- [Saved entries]
· · · · ·

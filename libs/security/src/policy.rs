//! Verification policy for inbound webhook deliveries.

use bytes::Bytes;
use time::OffsetDateTime;
use tracing::{error, warn};

use crate::replay::{DEFAULT_MAX_AGE_SECS, Timestamp, verify_timestamp_at};
use crate::signature;

/// One inbound delivery as received, before any parsing.
#[derive(Debug, Clone, Default)]
pub struct RawWebhookRequest {
    pub body: Bytes,
    pub signature_header: Option<String>,
    pub timestamp_header: Option<String>,
}

impl RawWebhookRequest {
    pub fn new(body: impl Into<Bytes>) -> Self {
        Self {
            body: body.into(),
            ..Self::default()
        }
    }

    pub fn with_signature(mut self, signature: impl Into<String>) -> Self {
        self.signature_header = Some(signature.into());
        self
    }

    pub fn with_timestamp(mut self, timestamp: impl Into<String>) -> Self {
        self.timestamp_header = Some(timestamp.into());
        self
    }
}

#[derive(Debug, Clone, Copy, PartialEq, Eq)]
pub enum Deployment {
    Production,
    Development,
}

impl Deployment {
    pub fn parse(value: &str) -> Self {
        match value.trim().to_ascii_lowercase().as_str() {
            "production" | "prod" => Deployment::Production,
            _ => Deployment::Development,
        }
    }

    pub fn is_production(&self) -> bool {
        matches!(self, Deployment::Production)
    }
}

#[derive(Debug, Clone, Copy, PartialEq, Eq)]
pub struct VerificationPolicy {
    /// Reject unsigned deliveries even outside production when no secret is set.
    pub enforce_in_dev: bool,
    /// Reject deliveries that carry no timestamp header.
    pub require_timestamp: bool,
    pub max_age_secs: u64,
}

impl Default for VerificationPolicy {
    fn default() -> Self {
        Self {
            enforce_in_dev: false,
            require_timestamp: false,
            max_age_secs: DEFAULT_MAX_AGE_SECS,
        }
    }
}

#[derive(Debug, Clone, Copy, PartialEq, Eq)]
pub enum Verified {
    Signed,
    /// No secret configured in a development deployment.
    Bypassed,
}

#[derive(Debug, Clone, Copy, PartialEq, Eq, thiserror::Error)]
pub enum VerifyError {
    #[error("webhook secret not configured")]
    MissingSecret,
    #[error("missing webhook signature")]
    MissingSignature,
    #[error("invalid webhook signature")]
    BadSignature,
    #[error("missing webhook timestamp")]
    MissingTimestamp,
    #[error("malformed webhook timestamp")]
    MalformedTimestamp,
    #[error("webhook timestamp outside the accepted window")]
    StaleTimestamp,
}

impl VerifyError {
    /// Configuration problems are the operator's fault, not the sender's.
    pub fn is_configuration(&self) -> bool {
        matches!(self, VerifyError::MissingSecret)
    }
}

#[derive(Debug, Clone)]
pub struct WebhookVerifier {
    secret: Option<String>,
    deployment: Deployment,
    policy: VerificationPolicy,
}

impl WebhookVerifier {
    pub fn new(secret: Option<String>, deployment: Deployment, policy: VerificationPolicy) -> Self {
        Self {
            secret: secret.filter(|s| !s.trim().is_empty()),
            deployment,
            policy,
        }
    }

    pub fn has_secret(&self) -> bool {
        self.secret.is_some()
    }

    pub fn check(&self, request: &RawWebhookRequest) -> Result<Verified, VerifyError> {
        self.check_at(request, OffsetDateTime::now_utc().unix_timestamp())
    }

    pub fn check_at(
        &self,
        request: &RawWebhookRequest,
        now_secs: i64,
    ) -> Result<Verified, VerifyError> {
        let Some(secret) = self.secret.as_deref() else {
            if !self.deployment.is_production() && !self.policy.enforce_in_dev {
                warn!("webhook verification bypassed: no secret configured outside production");
                return Ok(Verified::Bypassed);
            }
            error!(
                deployment = ?self.deployment,
                "webhook secret not configured; refusing delivery"
            );
            return Err(VerifyError::MissingSecret);
        };

        let signature = request
            .signature_header
            .as_deref()
            .filter(|s| !s.trim().is_empty())
            .ok_or(VerifyError::MissingSignature)?;
        if !signature::verify(&request.body, Some(signature), secret) {
            return Err(VerifyError::BadSignature);
        }

        match request.timestamp_header.as_deref() {
            Some(raw) => {
                if Timestamp::Text(raw).unix_seconds().is_none() {
                    return Err(VerifyError::MalformedTimestamp);
                }
                if !verify_timestamp_at(raw, self.policy.max_age_secs, now_secs) {
                    return Err(VerifyError::StaleTimestamp);
                }
            }
            None if self.policy.require_timestamp => return Err(VerifyError::MissingTimestamp),
            None => {}
        }

        Ok(Verified::Signed)
    }
}
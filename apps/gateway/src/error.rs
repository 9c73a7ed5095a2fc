use std::time::Duration;

use axum::Json;
use axum::http::{HeaderValue, StatusCode, header};
use axum::response::{IntoResponse, Response};
use cvi_client::ProviderError;
use security::VerifyError;
use serde::Serialize;

#[derive(Debug, thiserror::Error)]
pub enum GatewayError {
    #[error("unauthorized: {0}")]
    Unauthorized(VerifyError),
    #[error("{0}")]
    BadRequest(String),
    #[error("service misconfigured: {0}")]
    Configuration(String),
    #[error("provider error")]
    Provider(#[from] ProviderError),
    #[error("internal server error")]
    Internal(#[source] anyhow::Error),
}

impl From<VerifyError> for GatewayError {
    fn from(err: VerifyError) -> Self {
        if err.is_configuration() {
            GatewayError::Configuration(err.to_string())
        } else {
            GatewayError::Unauthorized(err)
        }
    }
}

impl GatewayError {
    pub fn status(&self) -> StatusCode {
        match self {
            GatewayError::Unauthorized(_) => StatusCode::UNAUTHORIZED,
            GatewayError::BadRequest(_) => StatusCode::BAD_REQUEST,
            GatewayError::Configuration(_) => StatusCode::SERVICE_UNAVAILABLE,
            GatewayError::Provider(ProviderError::Remote { status, .. }) => {
                if *status == StatusCode::TOO_MANY_REQUESTS {
                    StatusCode::SERVICE_UNAVAILABLE
                } else if status.is_server_error() {
                    StatusCode::BAD_GATEWAY
                } else {
                    StatusCode::UNPROCESSABLE_ENTITY
                }
            }
            GatewayError::Provider(ProviderError::Config(_)) => StatusCode::SERVICE_UNAVAILABLE,
            GatewayError::Provider(_) => StatusCode::BAD_GATEWAY,
            GatewayError::Internal(_) => StatusCode::INTERNAL_SERVER_ERROR,
        }
    }

    fn retry_after(&self) -> Option<Duration> {
        match self {
            GatewayError::Provider(ProviderError::Remote {
                status,
                retry_after,
                ..
            }) if *status == StatusCode::TOO_MANY_REQUESTS => {
                Some(retry_after.unwrap_or(Duration::from_secs(1)))
            }
            _ => None,
        }
    }

    fn message(&self) -> String {
        match self {
            GatewayError::Unauthorized(VerifyError::StaleTimestamp) => {
                "Webhook timestamp outside the accepted window".into()
            }
            GatewayError::Unauthorized(_) => "Invalid webhook signature".into(),
            GatewayError::Configuration(_) => "Service temporarily unavailable".into(),
            GatewayError::Provider(ProviderError::Remote { status, .. })
                if *status == StatusCode::TOO_MANY_REQUESTS =>
            {
                "Conversation service is busy, please retry".into()
            }
            GatewayError::Provider(ProviderError::Remote { status, message, .. })
                if status.is_client_error() =>
            {
                if message.is_empty() {
                    "Conversation service rejected the request".into()
                } else {
                    message.clone()
                }
            }
            GatewayError::Provider(ProviderError::Config(_)) => {
                "Service temporarily unavailable".into()
            }
            GatewayError::Provider(_) => "Failed to create conversation".into(),
            GatewayError::Internal(_) => "internal server error".into(),
            other => other.to_string(),
        }
    }
}

#[derive(Serialize)]
struct ErrorBody {
    error: String,
}

impl IntoResponse for GatewayError {
    fn into_response(self) -> Response {
        let status = self.status();
        let body = Json(ErrorBody {
            error: self.message(),
        });
        let mut response = (status, body).into_response();
        if let Some(retry_after) = self.retry_after() {
            if let Ok(value) = HeaderValue::from_str(&retry_after.as_secs().max(1).to_string()) {
                response.headers_mut().insert(header::RETRY_AFTER, value);
            }
        }
        response
    }
}
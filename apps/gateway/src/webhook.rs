use axum::{
    body::Bytes,
    extract::State,
    http::HeaderMap,
    response::{IntoResponse, Response},
};
use cvi_core::{AnalyticsRecord, LoggedEvent, Topic, dispatch_all};
use cvi_telemetry::{TelemetryLabels, record_counter, with_common_fields};
use security::{RawWebhookRequest, Verified};
use tracing::{Instrument, field::Empty, info, warn};

use crate::error::GatewayError;
use crate::http::AppState;
use crate::respond::ack;

pub async fn conversation(
    State(state): State<AppState>,
    headers: HeaderMap,
    body: Bytes,
) -> Response {
    deliver(state, Topic::Conversation, headers, body).await
}

pub async fn video(State(state): State<AppState>, headers: HeaderMap, body: Bytes) -> Response {
    deliver(state, Topic::Video, headers, body).await
}

/// Target of the `callback_url` handed to the provider on conversation creation.
pub async fn callback(State(state): State<AppState>, headers: HeaderMap, body: Bytes) -> Response {
    deliver(state, Topic::Conversation, headers, body).await
}

async fn deliver(state: AppState, topic: Topic, headers: HeaderMap, body: Bytes) -> Response {
    let span = tracing::info_span!(
        "webhook",
        topic = Empty,
        conversation_id = Empty,
        event_kind = Empty
    );
    with_common_fields(&span, topic.as_str(), None, None);

    let outcome = handle_delivery(&state, topic, &headers, body)
        .instrument(span)
        .await;
    let labels = TelemetryLabels::topic(topic.as_str());
    let labels = match &outcome {
        Ok(kind) => labels.with_event_kind(*kind).with_outcome("accepted"),
        Err(GatewayError::Unauthorized(_)) => labels.with_outcome("unauthorized"),
        Err(GatewayError::BadRequest(_)) => labels.with_outcome("malformed"),
        Err(_) => labels.with_outcome("error"),
    };
    record_counter("webhook_deliveries_total", 1, &labels);

    match outcome {
        Ok(_) => ack().into_response(),
        Err(err) => err.into_response(),
    }
}

/// Verify, normalize, persist, then fan out. Persistence and dispatch
/// failures are logged and never change the acknowledgement. Returns the
/// bounded metric label of the accepted event.
async fn handle_delivery(
    state: &AppState,
    topic: Topic,
    headers: &HeaderMap,
    body: Bytes,
) -> Result<&'static str, GatewayError> {
    let mut request = RawWebhookRequest::new(body);
    if let Some(signature) = header_text(headers, &state.config.signature_header) {
        request = request.with_signature(signature);
    }
    if let Some(timestamp) = header_text(headers, &state.config.timestamp_header) {
        request = request.with_timestamp(timestamp);
    }

    match state.verifier.check(&request) {
        Ok(Verified::Signed) => {}
        Ok(Verified::Bypassed) => {
            record_counter(
                "webhook_verification_bypassed_total",
                1,
                &TelemetryLabels::topic(topic.as_str()),
            );
        }
        Err(err) => {
            warn!(error = %err, "webhook verification failed");
            return Err(err.into());
        }
    }

    let envelope = state
        .normalizer
        .parse(&request.body, topic)
        .map_err(|err| {
            warn!(error = %err, "rejecting malformed webhook payload");
            GatewayError::BadRequest(err.to_string())
        })?;
    with_common_fields(
        &tracing::Span::current(),
        topic.as_str(),
        Some(&envelope.conversation_id),
        Some(envelope.event_type.as_str()),
    );
    if envelope.event_type.is_unknown() {
        warn!(event_type = %envelope.event_type.as_str(), "unrecognized webhook event type");
    }

    let payload =
        serde_json::to_value(&envelope).map_err(|err| GatewayError::Internal(err.into()))?;
    state.sink.append(&LoggedEvent::now(topic, payload)).await;

    let records = AnalyticsRecord::from_envelope(topic, &envelope);
    let failures = dispatch_all(state.dispatcher.as_ref(), &records).await;
    info!(
        event_kind = envelope.event_type.as_str(),
        dispatched = records.len() - failures,
        failures,
        "webhook accepted"
    );
    Ok(envelope.event_type.metric_label())
}

fn header_text(headers: &HeaderMap, name: &str) -> Option<String> {
    headers
        .get(name)
        .and_then(|value| value.to_str().ok())
        .map(str::trim)
        .filter(|value| !value.is_empty())
        .map(str::to_string)
}
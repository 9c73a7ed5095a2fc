//! HTTP surface of the CVI gateway: signed provider webhooks, conversation
//! creation behind a per-client rate limit, and the admin event viewer.

pub mod admin;
pub mod config;
pub mod conversation;
pub mod error;
pub mod http;
pub mod rate;
pub mod reqid;
pub mod respond;
pub mod webhook;

use anyhow::Result;
use axum::serve;
use cvi_backpressure::spawn_sweeper;
use tokio::net::TcpListener;
use tracing::info;

pub use config::{GatewayConfig, VerticalConfig};
pub use error::GatewayError;
pub use http::{AppState, build_router};

/// Starts the gateway HTTP server using the provided configuration.
pub async fn run(config: GatewayConfig) -> Result<()> {
    let addr = config.addr;
    let sweep_interval = config.sweep_interval;
    let state = AppState::from_config(config)?;
    let sweeper = spawn_sweeper(state.limiter.clone(), sweep_interval);

    let router = build_router(state);
    let listener = TcpListener::bind(addr).await?;
    info!("cvi-gateway listening on {addr}");

    serve(listener, router)
        .with_graceful_shutdown(async {
            tokio::signal::ctrl_c().await.ok();
        })
        .await?;

    sweeper.abort();
    info!("cvi-gateway stopped");
    Ok(())
}
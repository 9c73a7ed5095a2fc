use std::collections::VecDeque;
use std::time::{Duration, Instant};

use async_trait::async_trait;
use http::StatusCode;
use metrics::{counter, histogram};
use reqwest::{Client, Url};
use serde::{Deserialize, Serialize};
use thiserror::Error;
use tokio::sync::Mutex;

use crate::retry::{Classify, Disposition};

pub const DEFAULT_API_BASE: &str = "https://tavusapi.com/v2";
const API_KEY_HEADER: &str = "x-api-key";

#[derive(Debug, Clone, PartialEq, Eq, Serialize, Deserialize)]
pub struct ConversationProperties {
    pub language: String,
    pub enable_transcription: bool,
}

impl Default for ConversationProperties {
    fn default() -> Self {
        Self {
            language: "multilingual".into(),
            enable_transcription: true,
        }
    }
}

/// Body of the provider's conversation-creation call.
#[derive(Debug, Clone, PartialEq, Eq, Serialize, Deserialize)]
pub struct CreateConversationRequest {
    pub persona_id: String,
    pub replica_id: String,
    #[serde(default, skip_serializing_if = "Option::is_none")]
    pub document_tags: Option<Vec<String>>,
    #[serde(default, skip_serializing_if = "Option::is_none")]
    pub memory_stores: Option<Vec<String>>,
    pub callback_url: String,
    #[serde(default)]
    pub properties: ConversationProperties,
}

#[derive(Debug, Clone, PartialEq, Eq, Deserialize)]
pub struct ConversationCreated {
    pub conversation_id: String,
    pub conversation_url: String,
}

#[async_trait]
pub trait ConversationApi: Send + Sync {
    async fn create_conversation(
        &self,
        request: &CreateConversationRequest,
    ) -> Result<ConversationCreated, ProviderError>;
}

pub struct ReqwestConversationApi {
    client: Client,
    base_url: Url,
    api_key: String,
}

impl ReqwestConversationApi {
    pub fn new(client: Client, base_url: &str, api_key: &str) -> Result<Self, ProviderError> {
        if api_key.trim().is_empty() {
            return Err(ProviderError::Config(anyhow::anyhow!(
                "provider API key is not configured"
            )));
        }
        let mut url = Url::parse(base_url).map_err(|err| ProviderError::Config(err.into()))?;
        if !url.path().ends_with('/') {
            let path = format!("{}/", url.path());
            url.set_path(&path);
        }
        Ok(Self {
            client,
            base_url: url,
            api_key: api_key.to_string(),
        })
    }

    fn endpoint(&self, path: &str) -> Result<Url, ProviderError> {
        self.base_url
            .join(path)
            .map_err(|err| ProviderError::Config(err.into()))
    }
}

#[async_trait]
impl ConversationApi for ReqwestConversationApi {
    async fn create_conversation(
        &self,
        request: &CreateConversationRequest,
    ) -> Result<ConversationCreated, ProviderError> {
        let url = self.endpoint("conversations")?;
        let started = Instant::now();
        let response = self
            .client
            .post(url)
            .header(API_KEY_HEADER, &self.api_key)
            .json(request)
            .send()
            .await
            .map_err(|err| {
                counter!(
                    "provider_errors_total",
                    "kind" => "transport",
                    "endpoint" => "conversations.create"
                )
                .increment(1);
                ProviderError::Transport(err)
            })?;

        let status_label = response.status().as_str().to_string();
        histogram!(
            "provider_roundtrip_seconds",
            "endpoint" => "conversations.create",
            "status" => status_label
        )
        .record(started.elapsed().as_secs_f64());

        map_response("conversations.create", response).await
    }
}

async fn map_response<T>(
    endpoint: &'static str,
    response: reqwest::Response,
) -> Result<T, ProviderError>
where
    T: for<'de> Deserialize<'de>,
{
    let status = response.status();
    if !status.is_success() {
        let status_label = status.as_str().to_string();
        let retry_after = retry_after(response.headers());
        let body = response
            .text()
            .await
            .unwrap_or_else(|_| "<unreadable>".into());
        counter!(
            "provider_errors_total",
            "kind" => "remote",
            "endpoint" => endpoint,
            "status" => status_label
        )
        .increment(1);
        return Err(ProviderError::Remote {
            status,
            retry_after,
            message: truncate(body, 512),
        });
    }

    response.json::<T>().await.map_err(|err| {
        counter!(
            "provider_errors_total",
            "kind" => "decode",
            "endpoint" => endpoint
        )
        .increment(1);
        ProviderError::Decode(err.into())
    })
}

/// Reads a delta-seconds `Retry-After` header.
pub fn retry_after(headers: &http::HeaderMap) -> Option<Duration> {
    headers
        .get(http::header::RETRY_AFTER)
        .and_then(|header| header.to_str().ok())
        .and_then(|value| value.trim().parse::<u64>().ok())
        .map(Duration::from_secs)
}

fn truncate(mut body: String, max: usize) -> String {
    if body.len() > max {
        let mut cut = max;
        while !body.is_char_boundary(cut) {
            cut -= 1;
        }
        body.truncate(cut);
    }
    body
}

#[derive(Debug, Error)]
pub enum ProviderError {
    #[error("provider configuration error: {0}")]
    Config(anyhow::Error),
    #[error("provider transport error")]
    Transport(#[source] reqwest::Error),
    #[error("provider remote error (status {status}, retry_after = {retry_after:?})")]
    Remote {
        status: StatusCode,
        retry_after: Option<Duration>,
        message: String,
    },
    #[error("provider response decode error")]
    Decode(anyhow::Error),
}

impl Classify for ProviderError {
    fn disposition(&self) -> Disposition {
        match self {
            ProviderError::Transport(_) => Disposition::Retryable,
            ProviderError::Remote { status, .. }
                if *status == StatusCode::TOO_MANY_REQUESTS || status.is_server_error() =>
            {
                Disposition::Retryable
            }
            ProviderError::Remote { .. } | ProviderError::Config(_) | ProviderError::Decode(_) => {
                Disposition::Fatal
            }
        }
    }
}

/// Scripted [`ConversationApi`] that records every request it receives.
pub struct MockConversationApi {
    pub requests: Mutex<Vec<CreateConversationRequest>>,
    responses: Mutex<VecDeque<Result<ConversationCreated, ProviderError>>>,
}

impl MockConversationApi {
    pub fn new(responses: Vec<Result<ConversationCreated, ProviderError>>) -> Self {
        Self {
            requests: Mutex::new(Vec::new()),
            responses: Mutex::new(responses.into()),
        }
    }

    pub fn succeeding(conversation_id: &str, conversation_url: &str) -> Self {
        Self::new(vec![Ok(ConversationCreated {
            conversation_id: conversation_id.into(),
            conversation_url: conversation_url.into(),
        })])
    }
}

#[async_trait]
impl ConversationApi for MockConversationApi {
    async fn create_conversation(
        &self,
        request: &CreateConversationRequest,
    ) -> Result<ConversationCreated, ProviderError> {
        self.requests.lock().await.push(request.clone());
        self.responses
            .lock()
            .await
            .pop_front()
            .unwrap_or_else(|| Err(ProviderError::Config(anyhow::anyhow!("no scripted response"))))
    }
}

#[cfg(test)]
mod tests {
    use super::*;
    use serde_json::json;

    fn remote(status: u16) -> ProviderError {
        ProviderError::Remote {
            status: StatusCode::from_u16(status).unwrap(),
            retry_after: None,
            message: String::new(),
        }
    }

    #[test]
    fn classification_follows_status() {
        assert_eq!(remote(429).disposition(), Disposition::Retryable);
        assert_eq!(remote(500).disposition(), Disposition::Retryable);
        assert_eq!(remote(503).disposition(), Disposition::Retryable);
        assert_eq!(remote(400).disposition(), Disposition::Fatal);
        assert_eq!(remote(404).disposition(), Disposition::Fatal);
        assert_eq!(
            ProviderError::Decode(anyhow::anyhow!("bad json")).disposition(),
            Disposition::Fatal
        );
    }

    #[test]
    fn request_body_skips_absent_options() {
        let request = CreateConversationRequest {
            persona_id: "p1".into(),
            replica_id: "r1".into(),
            document_tags: None,
            memory_stores: Some(vec!["mem-1".into()]),
            callback_url: "http://localhost:3000/api/tavus/webhook".into(),
            properties: ConversationProperties::default(),
        };
        assert_eq!(
            serde_json::to_value(&request).unwrap(),
            json!({
                "persona_id": "p1",
                "replica_id": "r1",
                "memory_stores": ["mem-1"],
                "callback_url": "http://localhost:3000/api/tavus/webhook",
                "properties": {"language": "multilingual", "enable_transcription": true}
            })
        );
    }

    #[test]
    fn missing_api_key_is_a_config_error() {
        let err = ReqwestConversationApi::new(Client::new(), DEFAULT_API_BASE, " ").err();
        assert!(matches!(err, Some(ProviderError::Config(_))));
    }

    #[test]
    fn base_path_is_preserved() {
        let api = ReqwestConversationApi::new(Client::new(), DEFAULT_API_BASE, "key").unwrap();
        assert_eq!(
            api.endpoint("conversations").unwrap().as_str(),
            "https://tavusapi.com/v2/conversations"
        );
    }

    #[test]
    fn retry_after_parses_delta_seconds() {
        let mut headers = http::HeaderMap::new();
        headers.insert(http::header::RETRY_AFTER, "7".parse().unwrap());
        assert_eq!(retry_after(&headers), Some(Duration::from_secs(7)));
        headers.insert(http::header::RETRY_AFTER, "soon".parse().unwrap());
        assert_eq!(retry_after(&headers), None);
    }

    #[test]
    fn long_bodies_are_truncated_on_char_boundary() {
        let body = "é".repeat(400);
        let cut = truncate(body, 511);
        assert_eq!(cut.len(), 510);
    }
}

· · · · ·

- [YOUR ASSIGNMENT]
For the string "creation", show each line of the entries above where it occurs.

- [ANSWER TO THIS TASK]
/// Target of the `callback_url` handed to the provider on conversation creation.
//! creation behind a per-client rate limit, and the admin event viewer.
/// Body of the provider's conversation-creation call.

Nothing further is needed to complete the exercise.